*Aim of the exercise*: Your task is to copy the stretch of lines in the records below that begins with the line containing "filename application/src/testing.rs" and ends with the line containing "pub enum Behavior", exactly as written, with nothing added.
☆ ☆ ☆ ☆ ☆ ☆ ☆
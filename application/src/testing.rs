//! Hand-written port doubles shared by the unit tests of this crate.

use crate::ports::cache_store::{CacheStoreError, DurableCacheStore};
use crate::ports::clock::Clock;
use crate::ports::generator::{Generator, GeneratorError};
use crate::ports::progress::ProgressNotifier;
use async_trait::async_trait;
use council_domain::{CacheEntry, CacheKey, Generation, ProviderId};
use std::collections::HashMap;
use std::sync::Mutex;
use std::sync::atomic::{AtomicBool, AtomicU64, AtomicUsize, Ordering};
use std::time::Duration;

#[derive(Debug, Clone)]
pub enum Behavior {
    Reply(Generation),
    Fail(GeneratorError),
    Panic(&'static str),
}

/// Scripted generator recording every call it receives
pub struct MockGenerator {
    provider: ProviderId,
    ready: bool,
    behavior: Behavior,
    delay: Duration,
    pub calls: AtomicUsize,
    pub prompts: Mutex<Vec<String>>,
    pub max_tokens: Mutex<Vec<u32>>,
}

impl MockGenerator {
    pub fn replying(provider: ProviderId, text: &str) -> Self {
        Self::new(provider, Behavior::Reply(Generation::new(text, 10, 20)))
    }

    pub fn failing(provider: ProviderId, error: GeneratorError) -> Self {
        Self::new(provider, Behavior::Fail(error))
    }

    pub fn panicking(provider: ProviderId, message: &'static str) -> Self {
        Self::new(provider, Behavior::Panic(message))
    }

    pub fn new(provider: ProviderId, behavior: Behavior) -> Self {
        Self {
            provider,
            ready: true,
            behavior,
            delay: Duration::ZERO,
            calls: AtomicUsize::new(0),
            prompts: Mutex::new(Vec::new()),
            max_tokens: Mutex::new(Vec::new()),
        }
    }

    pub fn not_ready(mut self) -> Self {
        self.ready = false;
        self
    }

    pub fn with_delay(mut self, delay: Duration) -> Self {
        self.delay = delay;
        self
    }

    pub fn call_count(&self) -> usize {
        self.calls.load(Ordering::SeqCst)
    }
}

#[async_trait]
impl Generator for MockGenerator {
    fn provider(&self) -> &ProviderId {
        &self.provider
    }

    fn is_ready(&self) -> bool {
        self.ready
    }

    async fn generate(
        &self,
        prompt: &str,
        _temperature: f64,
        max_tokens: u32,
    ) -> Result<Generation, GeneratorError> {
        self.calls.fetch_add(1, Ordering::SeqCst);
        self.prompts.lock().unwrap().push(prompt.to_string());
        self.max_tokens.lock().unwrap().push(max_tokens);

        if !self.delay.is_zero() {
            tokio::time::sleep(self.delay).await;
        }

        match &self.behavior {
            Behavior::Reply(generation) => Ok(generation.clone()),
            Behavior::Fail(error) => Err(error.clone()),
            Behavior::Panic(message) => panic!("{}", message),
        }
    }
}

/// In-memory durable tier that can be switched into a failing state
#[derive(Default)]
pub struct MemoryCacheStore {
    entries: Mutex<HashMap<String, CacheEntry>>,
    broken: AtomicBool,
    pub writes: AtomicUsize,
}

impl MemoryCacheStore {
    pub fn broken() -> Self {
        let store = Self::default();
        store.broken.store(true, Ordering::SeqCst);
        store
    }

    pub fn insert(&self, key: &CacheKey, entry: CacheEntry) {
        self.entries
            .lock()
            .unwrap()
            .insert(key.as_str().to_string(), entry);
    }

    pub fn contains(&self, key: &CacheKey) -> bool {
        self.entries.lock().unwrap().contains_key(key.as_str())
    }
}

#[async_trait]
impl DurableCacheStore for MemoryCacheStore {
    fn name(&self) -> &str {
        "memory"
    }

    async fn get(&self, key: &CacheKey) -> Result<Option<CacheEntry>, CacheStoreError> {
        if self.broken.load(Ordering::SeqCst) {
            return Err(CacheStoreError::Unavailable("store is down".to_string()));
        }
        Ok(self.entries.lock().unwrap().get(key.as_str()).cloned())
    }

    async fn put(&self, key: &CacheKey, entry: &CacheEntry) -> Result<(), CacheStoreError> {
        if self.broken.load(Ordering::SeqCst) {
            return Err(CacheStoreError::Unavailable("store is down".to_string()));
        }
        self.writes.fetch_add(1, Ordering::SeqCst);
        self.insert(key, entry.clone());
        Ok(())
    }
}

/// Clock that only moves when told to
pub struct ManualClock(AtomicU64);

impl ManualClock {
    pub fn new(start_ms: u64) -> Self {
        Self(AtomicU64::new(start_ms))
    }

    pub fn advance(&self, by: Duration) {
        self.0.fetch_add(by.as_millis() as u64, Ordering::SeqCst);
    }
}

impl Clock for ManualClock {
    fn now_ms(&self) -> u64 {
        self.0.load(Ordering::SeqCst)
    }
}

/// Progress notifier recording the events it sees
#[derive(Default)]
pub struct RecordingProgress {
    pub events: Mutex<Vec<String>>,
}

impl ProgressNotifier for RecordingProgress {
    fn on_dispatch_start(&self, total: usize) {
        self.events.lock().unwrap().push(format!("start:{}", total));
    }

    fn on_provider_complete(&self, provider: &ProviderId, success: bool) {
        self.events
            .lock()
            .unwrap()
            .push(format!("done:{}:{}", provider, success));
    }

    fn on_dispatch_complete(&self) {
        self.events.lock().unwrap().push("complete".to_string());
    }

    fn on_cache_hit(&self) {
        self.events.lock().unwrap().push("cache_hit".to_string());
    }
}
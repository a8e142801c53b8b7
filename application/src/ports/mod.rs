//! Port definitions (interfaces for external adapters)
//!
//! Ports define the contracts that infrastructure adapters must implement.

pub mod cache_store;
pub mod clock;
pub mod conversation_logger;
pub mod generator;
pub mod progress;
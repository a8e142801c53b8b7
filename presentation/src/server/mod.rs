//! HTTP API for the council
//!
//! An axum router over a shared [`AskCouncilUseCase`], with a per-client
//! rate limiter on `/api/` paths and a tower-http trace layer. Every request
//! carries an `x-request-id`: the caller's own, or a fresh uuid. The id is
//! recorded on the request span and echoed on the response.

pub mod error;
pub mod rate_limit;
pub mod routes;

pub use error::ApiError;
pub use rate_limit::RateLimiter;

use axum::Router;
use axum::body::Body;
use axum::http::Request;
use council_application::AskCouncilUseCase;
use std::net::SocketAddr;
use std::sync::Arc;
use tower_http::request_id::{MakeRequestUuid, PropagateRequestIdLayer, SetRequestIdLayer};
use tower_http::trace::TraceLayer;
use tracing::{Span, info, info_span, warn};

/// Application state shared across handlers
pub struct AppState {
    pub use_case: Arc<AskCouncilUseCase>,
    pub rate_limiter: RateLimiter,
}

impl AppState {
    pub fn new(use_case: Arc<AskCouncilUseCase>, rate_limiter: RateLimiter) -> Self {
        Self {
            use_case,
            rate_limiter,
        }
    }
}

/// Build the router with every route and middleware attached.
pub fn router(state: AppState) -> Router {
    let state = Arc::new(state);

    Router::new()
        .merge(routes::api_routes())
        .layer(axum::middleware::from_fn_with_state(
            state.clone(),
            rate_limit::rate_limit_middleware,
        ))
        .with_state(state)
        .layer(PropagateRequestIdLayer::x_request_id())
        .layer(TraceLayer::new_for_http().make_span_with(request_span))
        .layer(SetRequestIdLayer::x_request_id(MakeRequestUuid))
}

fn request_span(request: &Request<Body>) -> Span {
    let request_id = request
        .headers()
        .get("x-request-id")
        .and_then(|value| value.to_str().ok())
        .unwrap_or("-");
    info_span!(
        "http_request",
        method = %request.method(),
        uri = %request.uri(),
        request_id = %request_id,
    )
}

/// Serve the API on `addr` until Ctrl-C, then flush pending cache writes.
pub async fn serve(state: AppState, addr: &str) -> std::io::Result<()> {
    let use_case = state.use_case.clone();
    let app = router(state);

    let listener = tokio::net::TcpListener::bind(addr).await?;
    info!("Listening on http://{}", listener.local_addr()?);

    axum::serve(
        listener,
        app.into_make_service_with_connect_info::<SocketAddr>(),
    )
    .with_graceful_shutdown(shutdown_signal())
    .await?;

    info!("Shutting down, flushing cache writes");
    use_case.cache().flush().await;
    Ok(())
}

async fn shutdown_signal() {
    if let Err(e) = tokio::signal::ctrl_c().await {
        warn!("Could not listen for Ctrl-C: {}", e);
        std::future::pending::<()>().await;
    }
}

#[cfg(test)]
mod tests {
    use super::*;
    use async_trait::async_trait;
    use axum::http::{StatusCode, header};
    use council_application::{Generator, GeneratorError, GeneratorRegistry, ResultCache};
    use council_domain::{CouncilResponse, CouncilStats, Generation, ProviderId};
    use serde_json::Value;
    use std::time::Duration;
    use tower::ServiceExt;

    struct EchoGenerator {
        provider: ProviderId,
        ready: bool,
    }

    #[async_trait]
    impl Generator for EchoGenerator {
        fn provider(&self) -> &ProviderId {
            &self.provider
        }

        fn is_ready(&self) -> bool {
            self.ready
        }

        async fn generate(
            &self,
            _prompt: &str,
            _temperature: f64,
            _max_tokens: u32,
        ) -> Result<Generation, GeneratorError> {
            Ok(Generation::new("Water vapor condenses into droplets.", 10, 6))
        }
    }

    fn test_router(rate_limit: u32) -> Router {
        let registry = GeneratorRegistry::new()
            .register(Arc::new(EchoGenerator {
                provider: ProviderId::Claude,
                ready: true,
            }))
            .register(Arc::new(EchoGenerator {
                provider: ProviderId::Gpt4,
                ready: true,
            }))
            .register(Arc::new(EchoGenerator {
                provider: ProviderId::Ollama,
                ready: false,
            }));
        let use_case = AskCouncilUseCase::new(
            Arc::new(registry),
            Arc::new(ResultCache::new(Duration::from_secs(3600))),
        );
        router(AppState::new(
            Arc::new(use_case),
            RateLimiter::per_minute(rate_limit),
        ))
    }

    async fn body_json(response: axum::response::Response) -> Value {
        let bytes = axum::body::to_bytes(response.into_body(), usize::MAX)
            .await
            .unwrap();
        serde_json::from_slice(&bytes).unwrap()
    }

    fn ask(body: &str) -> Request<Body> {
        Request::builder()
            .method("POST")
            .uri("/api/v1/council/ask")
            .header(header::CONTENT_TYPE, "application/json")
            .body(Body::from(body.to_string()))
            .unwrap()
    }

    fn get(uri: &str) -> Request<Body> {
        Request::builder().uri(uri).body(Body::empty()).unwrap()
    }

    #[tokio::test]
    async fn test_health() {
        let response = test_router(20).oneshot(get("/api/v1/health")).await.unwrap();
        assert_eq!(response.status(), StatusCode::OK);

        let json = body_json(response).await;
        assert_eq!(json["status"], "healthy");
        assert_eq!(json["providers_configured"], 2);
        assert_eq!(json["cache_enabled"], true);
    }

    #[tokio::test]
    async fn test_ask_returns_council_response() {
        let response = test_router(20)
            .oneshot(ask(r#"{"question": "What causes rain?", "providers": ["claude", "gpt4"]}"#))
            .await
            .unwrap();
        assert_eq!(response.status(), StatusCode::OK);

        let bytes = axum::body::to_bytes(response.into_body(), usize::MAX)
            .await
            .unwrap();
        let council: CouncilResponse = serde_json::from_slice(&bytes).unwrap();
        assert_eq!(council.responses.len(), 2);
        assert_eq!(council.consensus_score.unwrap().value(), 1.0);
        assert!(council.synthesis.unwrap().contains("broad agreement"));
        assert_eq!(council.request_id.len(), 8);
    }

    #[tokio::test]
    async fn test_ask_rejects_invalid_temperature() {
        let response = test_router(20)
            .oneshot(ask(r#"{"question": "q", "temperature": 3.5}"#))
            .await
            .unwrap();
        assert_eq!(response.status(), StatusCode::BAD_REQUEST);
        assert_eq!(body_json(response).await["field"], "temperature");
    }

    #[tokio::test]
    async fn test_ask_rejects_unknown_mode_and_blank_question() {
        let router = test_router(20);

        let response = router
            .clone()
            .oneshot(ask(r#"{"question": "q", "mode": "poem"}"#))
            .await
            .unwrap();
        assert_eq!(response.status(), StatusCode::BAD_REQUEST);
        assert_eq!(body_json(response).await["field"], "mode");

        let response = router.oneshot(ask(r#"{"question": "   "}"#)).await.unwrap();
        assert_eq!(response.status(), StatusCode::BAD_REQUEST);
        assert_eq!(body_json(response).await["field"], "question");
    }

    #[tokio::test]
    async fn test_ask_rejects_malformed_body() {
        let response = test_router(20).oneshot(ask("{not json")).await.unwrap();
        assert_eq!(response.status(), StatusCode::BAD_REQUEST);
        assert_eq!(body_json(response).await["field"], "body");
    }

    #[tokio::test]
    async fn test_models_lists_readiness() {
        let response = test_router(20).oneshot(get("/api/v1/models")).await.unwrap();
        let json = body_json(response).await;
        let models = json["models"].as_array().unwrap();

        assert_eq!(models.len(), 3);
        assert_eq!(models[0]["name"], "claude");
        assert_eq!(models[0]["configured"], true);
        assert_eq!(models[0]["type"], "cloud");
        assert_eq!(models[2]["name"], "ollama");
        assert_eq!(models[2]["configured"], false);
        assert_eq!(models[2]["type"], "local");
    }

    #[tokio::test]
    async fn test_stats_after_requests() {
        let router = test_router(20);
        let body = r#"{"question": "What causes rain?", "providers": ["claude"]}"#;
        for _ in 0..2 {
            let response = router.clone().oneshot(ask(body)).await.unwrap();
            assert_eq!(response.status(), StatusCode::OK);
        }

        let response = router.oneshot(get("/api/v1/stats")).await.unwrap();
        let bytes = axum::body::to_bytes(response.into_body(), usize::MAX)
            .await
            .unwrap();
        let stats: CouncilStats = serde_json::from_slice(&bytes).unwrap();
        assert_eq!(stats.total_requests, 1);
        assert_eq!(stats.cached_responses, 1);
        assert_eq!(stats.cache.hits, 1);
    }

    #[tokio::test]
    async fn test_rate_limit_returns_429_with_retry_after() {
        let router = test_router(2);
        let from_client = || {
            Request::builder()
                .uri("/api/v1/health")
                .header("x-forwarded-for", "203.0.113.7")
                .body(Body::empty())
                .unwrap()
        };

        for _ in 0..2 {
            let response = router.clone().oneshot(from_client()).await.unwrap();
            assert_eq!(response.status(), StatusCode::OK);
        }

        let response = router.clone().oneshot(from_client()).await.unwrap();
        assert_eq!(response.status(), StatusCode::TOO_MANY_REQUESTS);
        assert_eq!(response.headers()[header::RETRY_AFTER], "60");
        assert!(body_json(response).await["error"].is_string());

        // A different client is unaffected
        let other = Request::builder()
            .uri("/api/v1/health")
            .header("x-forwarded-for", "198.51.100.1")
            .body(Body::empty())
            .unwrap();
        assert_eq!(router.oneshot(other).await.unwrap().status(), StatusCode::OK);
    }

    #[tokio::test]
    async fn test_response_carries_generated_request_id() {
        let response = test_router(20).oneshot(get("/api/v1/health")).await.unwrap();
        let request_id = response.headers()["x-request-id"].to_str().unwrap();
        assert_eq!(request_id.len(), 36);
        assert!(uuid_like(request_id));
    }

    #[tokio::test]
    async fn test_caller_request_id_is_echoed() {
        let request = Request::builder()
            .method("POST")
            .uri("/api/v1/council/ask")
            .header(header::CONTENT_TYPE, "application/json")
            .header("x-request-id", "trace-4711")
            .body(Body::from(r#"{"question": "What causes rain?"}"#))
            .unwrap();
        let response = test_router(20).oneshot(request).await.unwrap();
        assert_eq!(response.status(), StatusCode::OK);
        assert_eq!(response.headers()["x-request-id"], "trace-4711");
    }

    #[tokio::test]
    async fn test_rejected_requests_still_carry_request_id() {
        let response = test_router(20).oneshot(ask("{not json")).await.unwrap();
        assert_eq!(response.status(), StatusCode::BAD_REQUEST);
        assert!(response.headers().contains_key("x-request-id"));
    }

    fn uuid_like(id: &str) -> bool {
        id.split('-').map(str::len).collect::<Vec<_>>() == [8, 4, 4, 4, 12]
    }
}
☆ ☆ ☆ ☆ ☆ ☆ ☆
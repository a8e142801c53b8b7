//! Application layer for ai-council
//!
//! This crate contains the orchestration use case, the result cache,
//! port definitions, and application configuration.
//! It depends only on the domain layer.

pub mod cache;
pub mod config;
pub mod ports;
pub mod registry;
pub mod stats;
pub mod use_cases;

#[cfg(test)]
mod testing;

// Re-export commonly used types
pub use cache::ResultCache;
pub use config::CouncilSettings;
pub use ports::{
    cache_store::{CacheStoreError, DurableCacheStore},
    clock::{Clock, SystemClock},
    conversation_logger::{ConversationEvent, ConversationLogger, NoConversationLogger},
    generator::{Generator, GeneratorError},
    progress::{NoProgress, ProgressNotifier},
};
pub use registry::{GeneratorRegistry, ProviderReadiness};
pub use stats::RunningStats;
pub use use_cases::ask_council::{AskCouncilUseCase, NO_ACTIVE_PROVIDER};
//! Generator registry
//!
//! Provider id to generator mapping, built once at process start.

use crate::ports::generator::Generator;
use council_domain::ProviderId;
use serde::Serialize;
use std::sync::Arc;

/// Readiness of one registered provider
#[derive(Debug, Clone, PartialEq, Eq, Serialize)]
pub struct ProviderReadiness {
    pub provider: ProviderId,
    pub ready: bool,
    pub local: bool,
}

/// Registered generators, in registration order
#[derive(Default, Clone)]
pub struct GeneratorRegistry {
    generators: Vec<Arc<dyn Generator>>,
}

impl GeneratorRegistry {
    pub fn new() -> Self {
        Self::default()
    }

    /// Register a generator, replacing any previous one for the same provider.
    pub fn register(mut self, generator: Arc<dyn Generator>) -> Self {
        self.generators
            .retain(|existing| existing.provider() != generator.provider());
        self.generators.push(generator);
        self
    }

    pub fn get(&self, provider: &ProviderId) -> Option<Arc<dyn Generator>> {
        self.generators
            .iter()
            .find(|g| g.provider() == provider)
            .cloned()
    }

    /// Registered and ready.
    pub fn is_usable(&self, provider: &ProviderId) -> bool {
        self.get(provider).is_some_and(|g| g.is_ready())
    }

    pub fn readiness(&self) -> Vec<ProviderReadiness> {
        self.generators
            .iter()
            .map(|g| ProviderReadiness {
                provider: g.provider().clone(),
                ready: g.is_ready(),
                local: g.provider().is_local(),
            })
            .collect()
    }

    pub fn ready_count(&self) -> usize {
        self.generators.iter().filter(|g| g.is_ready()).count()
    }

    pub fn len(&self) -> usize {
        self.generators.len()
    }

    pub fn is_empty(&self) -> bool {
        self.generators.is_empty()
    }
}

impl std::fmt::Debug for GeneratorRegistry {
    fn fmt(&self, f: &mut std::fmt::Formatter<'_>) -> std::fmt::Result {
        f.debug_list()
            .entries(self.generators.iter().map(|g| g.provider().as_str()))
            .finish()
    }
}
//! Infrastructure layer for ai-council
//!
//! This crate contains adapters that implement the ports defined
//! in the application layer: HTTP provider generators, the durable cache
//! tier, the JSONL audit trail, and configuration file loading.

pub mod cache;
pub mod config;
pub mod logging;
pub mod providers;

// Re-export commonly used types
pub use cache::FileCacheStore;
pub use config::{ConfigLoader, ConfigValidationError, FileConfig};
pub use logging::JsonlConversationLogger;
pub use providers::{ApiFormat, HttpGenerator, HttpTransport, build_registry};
☆ ☆ ☆ ☆ ☆ ☆ ☆
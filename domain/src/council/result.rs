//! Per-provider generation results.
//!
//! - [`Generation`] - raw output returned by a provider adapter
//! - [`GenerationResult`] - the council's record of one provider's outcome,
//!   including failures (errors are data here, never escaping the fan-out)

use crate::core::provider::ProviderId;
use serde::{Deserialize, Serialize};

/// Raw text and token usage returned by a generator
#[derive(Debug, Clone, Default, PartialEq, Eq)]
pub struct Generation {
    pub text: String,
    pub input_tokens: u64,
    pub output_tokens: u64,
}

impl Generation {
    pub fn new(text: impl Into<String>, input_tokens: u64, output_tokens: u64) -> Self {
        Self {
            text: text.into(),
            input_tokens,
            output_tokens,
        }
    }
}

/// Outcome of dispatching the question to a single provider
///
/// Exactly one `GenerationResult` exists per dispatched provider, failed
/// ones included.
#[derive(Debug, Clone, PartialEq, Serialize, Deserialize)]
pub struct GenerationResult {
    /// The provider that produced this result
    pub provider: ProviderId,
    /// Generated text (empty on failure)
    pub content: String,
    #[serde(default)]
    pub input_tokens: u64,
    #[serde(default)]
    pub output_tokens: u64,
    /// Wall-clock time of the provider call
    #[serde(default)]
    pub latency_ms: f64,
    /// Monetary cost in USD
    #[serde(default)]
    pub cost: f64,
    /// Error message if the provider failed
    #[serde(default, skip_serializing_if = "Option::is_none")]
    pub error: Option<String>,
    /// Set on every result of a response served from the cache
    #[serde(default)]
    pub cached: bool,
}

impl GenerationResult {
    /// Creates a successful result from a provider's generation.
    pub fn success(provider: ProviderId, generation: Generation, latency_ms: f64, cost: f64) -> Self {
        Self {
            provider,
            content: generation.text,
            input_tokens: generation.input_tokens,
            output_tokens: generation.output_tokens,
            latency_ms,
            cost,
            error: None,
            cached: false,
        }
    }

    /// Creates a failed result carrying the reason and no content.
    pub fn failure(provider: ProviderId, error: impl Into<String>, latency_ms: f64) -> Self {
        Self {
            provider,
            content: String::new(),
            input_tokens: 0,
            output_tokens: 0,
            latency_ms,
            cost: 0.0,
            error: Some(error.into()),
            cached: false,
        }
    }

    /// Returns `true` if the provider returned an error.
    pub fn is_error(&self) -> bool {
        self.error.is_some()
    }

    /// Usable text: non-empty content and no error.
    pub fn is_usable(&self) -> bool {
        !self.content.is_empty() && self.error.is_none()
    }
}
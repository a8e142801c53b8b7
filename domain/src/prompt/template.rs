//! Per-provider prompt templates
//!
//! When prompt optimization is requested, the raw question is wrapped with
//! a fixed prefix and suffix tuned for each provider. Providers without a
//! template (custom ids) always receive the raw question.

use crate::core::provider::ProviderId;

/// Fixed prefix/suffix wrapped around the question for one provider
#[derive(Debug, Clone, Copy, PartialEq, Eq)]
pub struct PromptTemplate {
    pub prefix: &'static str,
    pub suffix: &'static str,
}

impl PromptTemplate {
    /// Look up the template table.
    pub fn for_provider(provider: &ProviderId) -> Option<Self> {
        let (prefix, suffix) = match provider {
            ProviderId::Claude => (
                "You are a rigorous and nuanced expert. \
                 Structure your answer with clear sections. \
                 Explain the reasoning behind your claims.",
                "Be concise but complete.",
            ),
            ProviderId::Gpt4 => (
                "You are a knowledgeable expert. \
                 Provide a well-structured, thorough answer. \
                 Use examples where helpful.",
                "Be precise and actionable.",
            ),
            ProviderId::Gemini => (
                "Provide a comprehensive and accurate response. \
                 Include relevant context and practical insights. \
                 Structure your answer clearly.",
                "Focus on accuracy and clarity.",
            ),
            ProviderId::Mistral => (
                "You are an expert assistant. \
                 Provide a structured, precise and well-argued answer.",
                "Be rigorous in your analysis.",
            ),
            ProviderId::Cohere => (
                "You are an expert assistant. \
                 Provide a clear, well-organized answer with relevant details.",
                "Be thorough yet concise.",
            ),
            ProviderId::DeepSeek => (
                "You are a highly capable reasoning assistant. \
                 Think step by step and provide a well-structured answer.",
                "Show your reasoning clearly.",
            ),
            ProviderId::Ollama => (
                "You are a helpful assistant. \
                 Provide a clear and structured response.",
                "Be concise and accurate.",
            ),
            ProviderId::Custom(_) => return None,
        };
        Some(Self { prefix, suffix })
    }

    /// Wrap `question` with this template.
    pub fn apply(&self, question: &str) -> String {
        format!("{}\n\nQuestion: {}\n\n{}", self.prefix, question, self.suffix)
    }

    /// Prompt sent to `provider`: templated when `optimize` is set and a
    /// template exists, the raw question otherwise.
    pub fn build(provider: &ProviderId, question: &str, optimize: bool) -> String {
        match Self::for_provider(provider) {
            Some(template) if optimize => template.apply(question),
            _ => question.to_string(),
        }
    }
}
☆ ☆ ☆ ☆ ☆ ☆ ☆
*Result*:
filename application/src/testing.rs
//! Hand-written port doubles shared by the unit tests of this crate.

use crate::ports::cache_store::{CacheStoreError, DurableCacheStore};
use crate::ports::clock::Clock;
use crate::ports::generator::{Generator, GeneratorError};
use crate::ports::progress::ProgressNotifier;
use async_trait::async_trait;
use council_domain::{CacheEntry, CacheKey, Generation, ProviderId};
use std::collections::HashMap;
use std::sync::Mutex;
use std::sync::atomic::{AtomicBool, AtomicU64, AtomicUsize, Ordering};
use std::time::Duration;

#[derive(Debug, Clone)]
pub enum Behavior {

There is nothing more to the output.